▶ TASK GOAL: From the listing below, extract every line containing "reqwest".

▶ EXTRACTED DATA:
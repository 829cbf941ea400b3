// SPDX-FileCopyrightText: 2026 Botfleet Contributors
// SPDX-License-Identifier: MIT OR Apache-2.0

//! AI phase prompts and trigger terms.

use botfleet_core::FleetError;
use rusqlite::params;

use crate::database::{map_tr_err, Database};
use crate::models::{AiConfig, Phase};

fn row_to_phase(row: &rusqlite::Row<'_>) -> Result<Phase, rusqlite::Error> {
    Ok(Phase {
        id: row.get(0)?,
        bot_id: row.get(1)?,
        name: row.get(2)?,
        prompt: row.get(3)?,
        trigger_term: row.get(4)?,
        ordering: row.get(5)?,
    })
}

const PHASE_COLUMNS: &str = "id, bot_id, name, prompt, trigger_term, ordering";

pub async fn create(
    db: &Database,
    bot_id: i64,
    name: String,
    prompt: String,
    trigger_term: Option<String>,
    ordering: i64,
) -> Result<i64, FleetError> {
    db.connection()
        .call(move |conn| {
            conn.execute(
                "INSERT INTO phases (bot_id, name, prompt, trigger_term, ordering)
                 VALUES (?1, ?2, ?3, ?4, ?5)",
                params![bot_id, name, prompt, trigger_term, ordering],
            )?;
            Ok(conn.last_insert_rowid())
        })
        .await
        .map_err(map_tr_err)
}

pub async fn get(db: &Database, phase_id: i64) -> Result<Option<Phase>, FleetError> {
    db.connection()
        .call(move |conn| {
            let mut stmt =
                conn.prepare(&format!("SELECT {PHASE_COLUMNS} FROM phases WHERE id = ?1"))?;
            let mut rows = stmt.query_map(params![phase_id], row_to_phase)?;
            Ok(rows.next().transpose()?)
        })
        .await
        .map_err(map_tr_err)
}

/// All phases of a bot in config order (trigger scan order).
pub async fn list_by_bot(db: &Database, bot_id: i64) -> Result<Vec<Phase>, FleetError> {
    db.connection()
        .call(move |conn| {
            let mut stmt = conn.prepare(&format!(
                "SELECT {PHASE_COLUMNS} FROM phases WHERE bot_id = ?1 ORDER BY ordering, id"
            ))?;
            let rows = stmt.query_map(params![bot_id], row_to_phase)?;
            Ok(rows.collect::<Result<Vec<_>, rusqlite::Error>>()?)
        })
        .await
        .map_err(map_tr_err)
}

/// Per-bot LLM settings; defaults apply when the row is missing.
pub async fn ai_config(db: &Database, bot_id: i64) -> Result<AiConfig, FleetError> {
    db.connection()
        .call(move |conn| {
            let mut stmt = conn.prepare(
                "SELECT bot_id, general_prompt, temperature, max_tokens, is_enabled
                 FROM ai_configs WHERE bot_id = ?1",
            )?;
            let mut rows = stmt.query_map(params![bot_id], |row| {
                Ok(AiConfig {
                    bot_id: row.get(0)?,
                    general_prompt: row.get(1)?,
                    temperature: row.get(2)?,
                    max_tokens: row.get::<_, i64>(3)? as u32,
                    is_enabled: row.get(4)?,
                })
            })?;
            Ok(rows.next().transpose()?.unwrap_or(AiConfig {
                bot_id,
                general_prompt: None,
                temperature: 0.7,
                max_tokens: 2000,
                is_enabled: true,
            }))
        })
        .await
        .map_err(map_tr_err)
}

pub async fn upsert_ai_config(
    db: &Database,
    bot_id: i64,
    general_prompt: Option<String>,
    temperature: f64,
    max_tokens: u32,
    is_enabled: bool,
) -> Result<(), FleetError> {
    db.connection()
        .call(move |conn| {
            conn.execute(
                "INSERT INTO ai_configs (bot_id, general_prompt, temperature, max_tokens, is_enabled)
                 VALUES (?1, ?2, ?3, ?4, ?5)
                 ON CONFLICT (bot_id) DO UPDATE SET
                     general_prompt = excluded.general_prompt,
                     temperature = excluded.temperature,
                     max_tokens = excluded.max_tokens,
                     is_enabled = excluded.is_enabled",
                params![bot_id, general_prompt, temperature, max_tokens, is_enabled],
            )?;
            Ok(())
        })
        .await
        .map_err(map_tr_err)
}

#[cfg(test)]
mod tests {
    use super::*;
    use crate::queries::bots;

    #[tokio::test]
    async fn phases_listed_in_config_order() {
        let db = Database::open_in_memory().await.unwrap();
        let bot_id = bots::insert_test_bot(&db, 1).await;

        create(&db, bot_id, "geral".into(), "prompt".into(), None, 0)
            .await
            .unwrap();
        create(&db, bot_id, "oferta".into(), "pitch".into(), Some("fcf4".into()), 2)
            .await
            .unwrap();
        create(&db, bot_id, "meio".into(), "mid".into(), Some("eko3".into()), 1)
            .await
            .unwrap();

        let phases = list_by_bot(&db, bot_id).await.unwrap();
        let names: Vec<_> = phases.iter().map(|p| p.name.as_str()).collect();
        assert_eq!(names, vec!["geral", "meio", "oferta"]);
    }

    #[tokio::test]
    async fn duplicate_trigger_per_bot_rejected() {
        let db = Database::open_in_memory().await.unwrap();
        let bot_id = bots::insert_test_bot(&db, 1).await;
        create(&db, bot_id, "a".into(), "p".into(), Some("fcf4".into()), 0)
            .await
            .unwrap();
        assert!(
            create(&db, bot_id, "b".into(), "p".into(), Some("fcf4".into()), 1)
                .await
                .is_err()
        );
    }

    #[tokio::test]
    async fn ai_config_defaults_when_missing() {
        let db = Database::open_in_memory().await.unwrap();
        let config = ai_config(&db, 42).await.unwrap();
        assert!(config.is_enabled);
        assert_eq!(config.max_tokens, 2000);

        upsert_ai_config(&db, 42, Some("be nice".into()), 0.3, 512, false)
            .await
            .unwrap();
        let config = ai_config(&db, 42).await.unwrap();
        assert_eq!(config.general_prompt.as_deref(), Some("be nice"));
        assert!(!config.is_enabled);
        assert_eq!(config.max_tokens, 512);
    }
}
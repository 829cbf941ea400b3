// SPDX-FileCopyrightText: 2026 Botfleet Contributors
// SPDX-License-Identifier: MIT OR Apache-2.0

//! HTTP client for the PIX gateway.

use std::time::Duration;

use botfleet_core::FleetError;
use serde::Deserialize;
use tracing::{debug, info};

/// Minimum charge accepted by the gateway.
pub const MIN_AMOUNT_CENTS: i64 = 50;

/// A freshly created charge.
#[derive(Debug, Clone)]
pub struct CreatedCharge {
    /// Gateway-side transaction id.
    pub external_id: String,
    /// Copy-and-paste PIX code.
    pub qr_code: String,
}

/// Gateway-reported transaction status.
#[derive(Debug, Clone, Copy, PartialEq, Eq)]
pub enum GatewayStatus {
    Created,
    Paid,
    Expired,
    Unknown,
}

impl GatewayStatus {
    fn parse(raw: &str) -> Self {
        match raw.to_lowercase().as_str() {
            "created" | "pending" => GatewayStatus::Created,
            "paid" | "approved" => GatewayStatus::Paid,
            "expired" | "canceled" | "cancelled" => GatewayStatus::Expired,
            _ => GatewayStatus::Unknown,
        }
    }
}

#[derive(Deserialize)]
struct CreateResponse {
    id: String,
    qr_code: String,
}

#[derive(Deserialize)]
struct StatusResponse {
    status: String,
}

/// PIX gateway client bound to one base URL; the bearer token is
/// per-call because each admin (and the top-up flow) has its own.
#[derive(Debug, Clone)]
pub struct PixGateway {
    client: reqwest::Client,
    base_url: String,
}

impl PixGateway {
    pub fn new(base_url: &str, timeout_secs: u64) -> Result<Self, FleetError> {
        let client = reqwest::Client::builder()
            .timeout(Duration::from_secs(timeout_secs))
            .build()
            .map_err(|e| FleetError::Config(format!("failed to build gateway http client: {e}")))?;
        Ok(Self {
            client,
            base_url: base_url.trim_end_matches('/').to_string(),
        })
    }

    /// Creates a charge. Amounts below [`MIN_AMOUNT_CENTS`] are refused
    /// locally with a validation error.
    pub async fn create_charge(
        &self,
        token: &str,
        amount_cents: i64,
        webhook_url: Option<&str>,
    ) -> Result<CreatedCharge, FleetError> {
        if amount_cents < MIN_AMOUNT_CENTS {
            return Err(FleetError::Validation(format!(
                "minimum charge is {MIN_AMOUNT_CENTS} cents"
            )));
        }

        let mut payload = serde_json::json!({ "value": amount_cents });
        if let Some(url) = webhook_url {
            payload["webhook_url"] = serde_json::Value::String(url.to_string());
        }

        let response = self
            .client
            .post(format!("{}/api/pix/cashIn", self.base_url))
            .bearer_auth(token)
            .json(&payload)
            .send()
            .await
            .map_err(|e| transport_error(e))?;

        let status = response.status();
        let body = response.text().await.unwrap_or_default();
        if !status.is_success() {
            return Err(http_error("create charge", status.as_u16(), &body));
        }

        let parsed: CreateResponse =
            serde_json::from_str(&body).map_err(|e| FleetError::PermanentExternal {
                service: "gateway",
                message: format!("malformed create response: {e}"),
            })?;

        info!(external_id = %parsed.id, amount_cents, "pix charge created");
        Ok(CreatedCharge {
            external_id: parsed.id,
            qr_code: parsed.qr_code,
        })
    }

    /// Polls one transaction's status.
    pub async fn charge_status(
        &self,
        token: &str,
        external_id: &str,
    ) -> Result<GatewayStatus, FleetError> {
        let response = self
            .client
            .get(format!("{}/api/transactions/{external_id}", self.base_url))
            .bearer_auth(token)
            .send()
            .await
            .map_err(|e| transport_error(e))?;

        let status = response.status();
        let body = response.text().await.unwrap_or_default();
        if !status.is_success() {
            return Err(http_error("charge status", status.as_u16(), &body));
        }

        let parsed: StatusResponse =
            serde_json::from_str(&body).map_err(|e| FleetError::PermanentExternal {
                service: "gateway",
                message: format!("malformed status response: {e}"),
            })?;
        let parsed_status = GatewayStatus::parse(&parsed.status);
        debug!(external_id, status = ?parsed_status, "charge status polled");
        Ok(parsed_status)
    }
}

fn transport_error(e: reqwest::Error) -> FleetError {
    if e.is_timeout() {
        FleetError::Timeout {
            duration: Duration::from_secs(0),
        }
    } else {
        FleetError::TransientExternal {
            service: "gateway",
            message: format!("http request failed: {e}"),
        }
    }
}

fn http_error(op: &str, status: u16, body: &str) -> FleetError {
    let message = format!("{op}: status {status}: {body}");
    if status == 429 || status >= 500 {
        FleetError::TransientExternal {
            service: "gateway",
            message,
        }
    } else {
        FleetError::PermanentExternal {
            service: "gateway",
            message,
        }
    }
}
#[cfg(test)]
mod tests {
    use super::*;
    use botfleet_core::Block;
    use botfleet_kv::MemoryKv;
    use botfleet_storage::queries::{bots, queue as queue_db, recovery as recovery_db};

    struct Fixture {
        db: Database,
        service: RecoveryService,
        activity: Arc<ActivityTracker>,
        bot_id: i64,
        campaign_id: i64,
        step1: i64,
        step2: i64,
    }

    async fn fixture() -> Fixture {
        let db = Database::open_in_memory().await.unwrap();
        let activity = Arc::new(ActivityTracker::new(Arc::new(MemoryKv::new())));
        let tasks = TaskQueue::new(db.clone());
        let service = RecoveryService::new(db.clone(), activity.clone(), tasks);

        let bot_id = bots::insert_test_bot(&db, 1).await;
        let campaign_id = recovery_db::upsert_campaign(&db, bot_id, "UTC".into(), 600, true)
            .await
            .unwrap();
        let step1 = recovery_db::add_step(&db, campaign_id, 1, "relative".into(), "600".into())
            .await
            .unwrap();
        let step2 =
            recovery_db::add_step(&db, campaign_id, 2, "next_day_at".into(), "09:00".into())
                .await
                .unwrap();
        for step in [step1, step2] {
            blocks::append(
                &db,
                Block {
                    id: 0,
                    container: step_container(step),
                    position: 0,
                    text: Some("volte!".into()),
                    media_file_id: None,
                    media_kind: None,
                    delay_seconds: 0,
                    auto_delete_seconds: 0,
                },
            )
            .await
            .unwrap();
        }

        Fixture {
            db,
            service,
            activity,
            bot_id,
            campaign_id,
            step1,
            step2,
        }
    }

    #[tokio::test]
    async fn watchdog_arms_at_threshold() {
        let f = fixture().await;
        let version = f.activity.bump_activity(f.bot_id, 111, 1_700_000_000).await.unwrap();
        f.service
            .schedule_inactivity_check(f.bot_id, 111, version)
            .await
            .unwrap();

        // One scheduled check, not due before the threshold.
        assert_eq!(
            queue_db::depth(&f.db, "recovery").await.unwrap(),
            1
        );
        assert!(queue_db::claim(&f.db, "recovery", botfleet_storage::now_iso())
            .await
            .unwrap()
            .is_none());
    }

    #[tokio::test]
    async fn check_aborts_on_stale_version() {
        let f = fixture().await;
        let version = f.activity.bump_activity(f.bot_id, 111, 1_700_000_000).await.unwrap();
        // The user spoke again after the check was scheduled.
        f.activity.bump_activity(f.bot_id, 111, 1_700_000_100).await.unwrap();

        let err = f
            .service
            .handle_check_inactive(CheckInactivePayload {
                bot_id: f.bot_id,
                user_telegram_id: 111,
                inactivity_version: version,
            })
            .await
            .unwrap_err();
        assert!(matches!(err, FleetError::Consistency(_)), "got {err:?}");
        assert!(f.activity.current_episode(f.bot_id, 111).await.unwrap().is_none());
    }

    #[tokio::test]
    async fn confirmed_inactivity_schedules_step_one() {
        let f = fixture().await;
        // Last activity long ago so the check confirms inactivity.
        let version = f.activity.bump_activity(f.bot_id, 111, 1_000_000).await.unwrap();

        f.service
            .handle_check_inactive(CheckInactivePayload {
                bot_id: f.bot_id,
                user_telegram_id: 111,
                inactivity_version: version,
            })
            .await
            .unwrap();

        let episode = f.activity.current_episode(f.bot_id, 111).await.unwrap();
        assert!(episode.is_some(), "episode must be claimed");
        // The step-send task is scheduled on the recovery queue.
        assert_eq!(queue_db::depth(&f.db, "recovery").await.unwrap(), 1);
    }

    #[tokio::test]
    async fn prepare_step_guards_stale_campaign_version() {
        let f = fixture().await;
        let version = f.activity.bump_activity(f.bot_id, 111, 1_000_000).await.unwrap();
        let user = users::get_or_create(&f.db, f.bot_id, 111).await.unwrap();

        let payload = SendStepPayload {
            bot_id: f.bot_id,
            user_telegram_id: 111,
            user_db_id: user.id,
            campaign_id: f.campaign_id,
            step_id: f.step1,
            episode_id: "ep-1".into(),
            campaign_version: 1,
            inactivity_version: version,
        };

        // Campaign edited after scheduling: version bumped.
        recovery_db::upsert_campaign(&f.db, f.bot_id, "UTC".into(), 600, true)
            .await
            .unwrap();

        let err = f.service.prepare_step(&payload).await.unwrap_err();
        assert!(matches!(err, FleetError::Consistency(_)), "got {err:?}");
    }

    #[tokio::test]
    async fn scenario_s5_user_activity_cancels_step_two() {
        let f = fixture().await;
        let version = f.activity.bump_activity(f.bot_id, 111, 1_000_000).await.unwrap();
        let user = users::get_or_create(&f.db, f.bot_id, 111).await.unwrap();
        f.activity.claim_episode(f.bot_id, 111, "ep-1").await.unwrap();

        let step1_payload = SendStepPayload {
            bot_id: f.bot_id,
            user_telegram_id: 111,
            user_db_id: user.id,
            campaign_id: f.campaign_id,
            step_id: f.step1,
            episode_id: "ep-1".into(),
            campaign_version: 1,
            inactivity_version: version,
        };

        // Step 1 passes guards and completes, chaining step 2.
        let plan = f.service.prepare_step(&step1_payload).await.unwrap().unwrap();
        assert_eq!(plan.step.id, f.step1);
        f.service.complete_step(&step1_payload, &plan).await.unwrap();

        let step2_payload = SendStepPayload {
            step_id: f.step2,
            ..step1_payload.clone()
        };

        // The user sends a message before step 2 fires.
        f.activity.bump_activity(f.bot_id, 111, 1_000_700).await.unwrap();

        let err = f.service.prepare_step(&step2_payload).await.unwrap_err();
        assert!(matches!(err, FleetError::Consistency(_)), "got {err:?}");
    }

    #[tokio::test]
    async fn complete_step_is_single_shot_per_episode() {
        let f = fixture().await;
        let version = f.activity.bump_activity(f.bot_id, 111, 1_000_000).await.unwrap();
        let user = users::get_or_create(&f.db, f.bot_id, 111).await.unwrap();
        f.activity.claim_episode(f.bot_id, 111, "ep-1").await.unwrap();

        let payload = SendStepPayload {
            bot_id: f.bot_id,
            user_telegram_id: 111,
            user_db_id: user.id,
            campaign_id: f.campaign_id,
            step_id: f.step1,
            episode_id: "ep-1".into(),
            campaign_version: 1,
            inactivity_version: version,
        };
        let plan = f.service.prepare_step(&payload).await.unwrap().unwrap();
        f.service.complete_step(&payload, &plan).await.unwrap();

        let err = f.service.complete_step(&payload, &plan).await.unwrap_err();
        assert!(matches!(err, FleetError::Conflict(_)), "got {err:?}");
    }
}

▶ RESULT:
    client: reqwest::Client,
        let client = reqwest::Client::builder()
fn transport_error(e: reqwest::Error) -> FleetError {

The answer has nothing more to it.